I am leaving the question open as to whether saturated fats are bad for the heart, there is evidence that they are not, but many individuals will face the choice of absolutely crippling depressions and heart disease or more butter in the diet and perhaps statins.
Beta-oxidation is up-regulated in schizophrenia. Malonyl-CoA inhibits beta-oxidation. Malonyl-CoA is synthesized by acetyl-CoA carboxylase which is a biotin-dependent enzyme. With deficiencies in biotin due to dysregulation of the SMVT malonyl-CoA will not be synthesized which will lead to low levels of malonyl-CoA and increased beta-oxidation which is what is seen in schizophrenia.
Thyroid hormones have been extensively investigated in major depression but abnormalities in thyroid hormones have not been found. Still in terms of treating depression thyroid hormones have had attractions. Meta-analyses indicate that augmentation of anti-depressants with triiodothyronine (T3) or thyroxine (T4) and can be helpful in the treatment of refractory depression.

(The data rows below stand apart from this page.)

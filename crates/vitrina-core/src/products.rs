use chrono::{DateTime, Utc};
use rust_decimal::Decimal;
use serde::{Deserialize, Serialize};

/// A storefront product in its canonical (Supabase-shaped) form.
///
/// Wire field names are the Spanish column names used by both backing
/// stores; Airtable-shaped records are normalized into this shape by the
/// store adapter before anything else sees them.
#[derive(Debug, Clone, Default, Serialize, Deserialize)]
pub struct Product {
    /// Store-assigned identifier. `None` for records not yet inserted.
    #[serde(default, skip_serializing_if = "Option::is_none")]
    pub id: Option<String>,
    /// Product name, used as the business key when correlating records
    /// across stores.
    #[serde(rename = "nombre_producto", default)]
    pub name: String,
    #[serde(rename = "descripcion", default)]
    pub description: String,
    /// List price. Stored as a decimal string on the wire to avoid float
    /// precision loss.
    #[serde(rename = "precio_original", default)]
    pub original_price: Option<Decimal>,
    /// Discounted price, if the product is on offer.
    #[serde(rename = "precio_rebajado", default)]
    pub discounted_price: Option<Decimal>,
    #[serde(rename = "categoria", default)]
    pub category: String,
    #[serde(default)]
    pub status: ProductStatus,
    /// Whether the product is visible on the storefront.
    #[serde(rename = "activo", default)]
    pub active: bool,
    /// Folder-like URL grouping this product's images in the blob store,
    /// e.g. `https://venta-garage.s3.amazonaws.com/tesla/`.
    #[serde(rename = "imagenes_s3", default)]
    pub image_folder: Option<String>,
    #[serde(default, skip_serializing_if = "Option::is_none")]
    pub created_at: Option<DateTime<Utc>>,
}

impl Product {
    /// Returns `true` if this product has a discounted price set.
    #[must_use]
    pub fn is_discounted(&self) -> bool {
        self.discounted_price.is_some()
    }

    /// The price shown to buyers: the discounted price when present,
    /// otherwise the original price.
    #[must_use]
    pub fn display_price(&self) -> Option<Decimal> {
        self.discounted_price.or(self.original_price)
    }
}

/// Sale status of a product.
///
/// Wire values are the Spanish strings stored in both backends. Unknown
/// values are mapped to [`ProductStatus::Available`] at the adapter
/// boundary rather than failing the whole record.
#[derive(Debug, Clone, Copy, Default, PartialEq, Eq, Serialize, Deserialize)]
pub enum ProductStatus {
    #[default]
    #[serde(rename = "Disponible")]
    Available,
    #[serde(rename = "Vendido")]
    Sold,
    #[serde(rename = "Reservado")]
    Reserved,
}

impl ProductStatus {
    /// Parses a wire status string, defaulting unknowns to `Available`.
    #[must_use]
    pub fn from_wire(s: &str) -> Self {
        match s {
            "Vendido" => ProductStatus::Sold,
            "Reservado" => ProductStatus::Reserved,
            _ => ProductStatus::Available,
        }
    }

    /// The wire string this status serializes to.
    #[must_use]
    pub fn as_wire(&self) -> &'static str {
        match self {
            ProductStatus::Available => "Disponible",
            ProductStatus::Sold => "Vendido",
            ProductStatus::Reserved => "Reservado",
        }
    }
}

#[cfg(test)]
mod tests {
    use super::*;

    fn make_product(discounted: Option<&str>) -> Product {
        Product {
            id: Some("rec123".to_string()),
            name: "Bicicleta Trek".to_string(),
            description: "Bicicleta de montaña, poco uso".to_string(),
            original_price: Some("450000".parse().expect("valid decimal")),
            discounted_price: discounted.map(|d| d.parse().expect("valid decimal")),
            category: "Deportes".to_string(),
            status: ProductStatus::Available,
            active: true,
            image_folder: Some("https://venta-garage.s3.amazonaws.com/bici/".to_string()),
            created_at: None,
        }
    }

    #[test]
    fn is_discounted_false_without_discount() {
        assert!(!make_product(None).is_discounted());
    }

    #[test]
    fn is_discounted_true_with_discount() {
        assert!(make_product(Some("380000")).is_discounted());
    }

    #[test]
    fn display_price_prefers_discount() {
        let product = make_product(Some("380000"));
        assert_eq!(product.display_price(), Some("380000".parse().unwrap()));
    }

    #[test]
    fn display_price_falls_back_to_original() {
        let product = make_product(None);
        assert_eq!(product.display_price(), Some("450000".parse().unwrap()));
    }

    #[test]
    fn status_from_wire_known_values() {
        assert_eq!(ProductStatus::from_wire("Disponible"), ProductStatus::Available);
        assert_eq!(ProductStatus::from_wire("Vendido"), ProductStatus::Sold);
        assert_eq!(ProductStatus::from_wire("Reservado"), ProductStatus::Reserved);
    }

    #[test]
    fn status_from_wire_unknown_defaults_to_available() {
        assert_eq!(ProductStatus::from_wire("Apartado"), ProductStatus::Available);
        assert_eq!(ProductStatus::from_wire(""), ProductStatus::Available);
    }

    #[test]
    fn serde_uses_spanish_wire_names() {
        let product = make_product(Some("380000"));
        let json = serde_json::to_value(&product).expect("serialization failed");
        assert_eq!(json["nombre_producto"], "Bicicleta Trek");
        assert_eq!(json["precio_original"], "450000");
        assert_eq!(json["precio_rebajado"], "380000");
        assert_eq!(json["status"], "Disponible");
        assert_eq!(json["activo"], true);
    }

    #[test]
    fn serde_roundtrip_product() {
        let product = make_product(None);
        let json = serde_json::to_string(&product).expect("serialization failed");
        let decoded: Product = serde_json::from_str(&json).expect("deserialization failed");
        assert_eq!(decoded.name, product.name);
        assert_eq!(decoded.original_price, product.original_price);
        assert_eq!(decoded.status, product.status);
        assert_eq!(decoded.image_folder, product.image_folder);
    }

    #[test]
    fn missing_optional_fields_deserialize_to_defaults() {
        let decoded: Product =
            serde_json::from_str(r#"{"nombre_producto":"Mesa"}"#).expect("should deserialize");
        assert_eq!(decoded.name, "Mesa");
        assert!(!decoded.active);
        assert_eq!(decoded.status, ProductStatus::Available);
        assert!(decoded.original_price.is_none());
        assert!(decoded.image_folder.is_none());
    }
}
//! The `resolve` command: inspect what a folder reference resolves to.

use std::sync::Arc;
use std::time::Duration;

use vitrina_core::AppConfig;
use vitrina_images::{ImageResolver, Resolution, S3Gateway};

/// Resolves `folder` against the configured bucket and prints the outcome.
pub async fn run(config: &AppConfig, folder: &str) -> anyhow::Result<()> {
    let gateway = S3Gateway::new(
        &config.s3_bucket_name,
        &config.s3_region,
        &config.aws_access_key_id,
        &config.aws_secret_access_key,
        config.request_timeout_secs,
    )?;
    let resolver = ImageResolver::new(
        Arc::new(gateway),
        Duration::from_secs(config.url_expiration_secs),
    );

    match resolver.resolve(folder).await {
        Resolution::Resolved(set) => {
            println!("main: {}", set.main_url);
            for url in &set.additional_urls {
                println!("  {url}");
            }
        }
        Resolution::Placeholder(reason) => {
            println!("placeholder ({reason:?})");
        }
    }
    Ok(())
}
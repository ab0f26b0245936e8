//! The `sync` command: one manual Airtable→Supabase pass.

use vitrina_core::AppConfig;
use vitrina_store::{AirtableStore, SupabaseStore};
use vitrina_sync::{sync_products, SupabaseStateStore, SyncReport, DEFAULT_SYNC_ID};

/// Runs a single sync pass and prints the JSON report to stdout.
///
/// The report is printed for failed runs too; only setup problems (missing
/// credentials, unbuildable clients) abort before a report exists.
pub async fn run(config: &AppConfig) -> anyhow::Result<()> {
    let (Some(api_key), Some(base_id), Some(service_key)) = (
        config.airtable_api_key.as_deref(),
        config.airtable_base_id.as_deref(),
        config.supabase_service_key.as_deref(),
    ) else {
        anyhow::bail!(
            "sync requires AIRTABLE_API_KEY, AIRTABLE_BASE_ID and SUPABASE_SERVICE_KEY"
        );
    };

    let source = AirtableStore::new(
        api_key,
        base_id,
        &config.airtable_table_name,
        config.request_timeout_secs,
    )?;
    let target = SupabaseStore::new(
        &config.supabase_url,
        service_key,
        config.request_timeout_secs,
    )?;
    let state_store = SupabaseStateStore::new(
        &config.supabase_url,
        service_key,
        config.request_timeout_secs,
    )?;

    let result = sync_products(&source, &target, &state_store, DEFAULT_SYNC_ID).await;
    let report = SyncReport::from_result(&result);
    println!("{}", serde_json::to_string_pretty(&report)?);

    if result.is_err() {
        anyhow::bail!("sync run failed");
    }
    Ok(())
}
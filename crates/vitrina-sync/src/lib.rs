pub mod engine;
pub mod error;
pub mod hash;
pub mod report;
pub mod state;

pub use engine::{sync_products, SyncStats, DEFAULT_SYNC_ID};
pub use error::SyncError;
pub use hash::product_hash;
pub use report::SyncReport;
pub use state::{MemoryStateStore, SupabaseStateStore, SyncStateStore};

There are definite difficulties with thyroid function in major depression but the problem is too little iodine. With dysregulation of the sodium-dependent multivitamin transporter (SMVT) iodine transport is impaired. The SMVT transports iodine. The role of the SMVT in the transport of iodine has not been emphasized to the same extent as the role of the SMVT in the transport of biotin and pantothenic acid. As it turns out the SMVT plays a key role in iodide homeostasis which if upset can result in major depression despite normal levels of thyroid hormones.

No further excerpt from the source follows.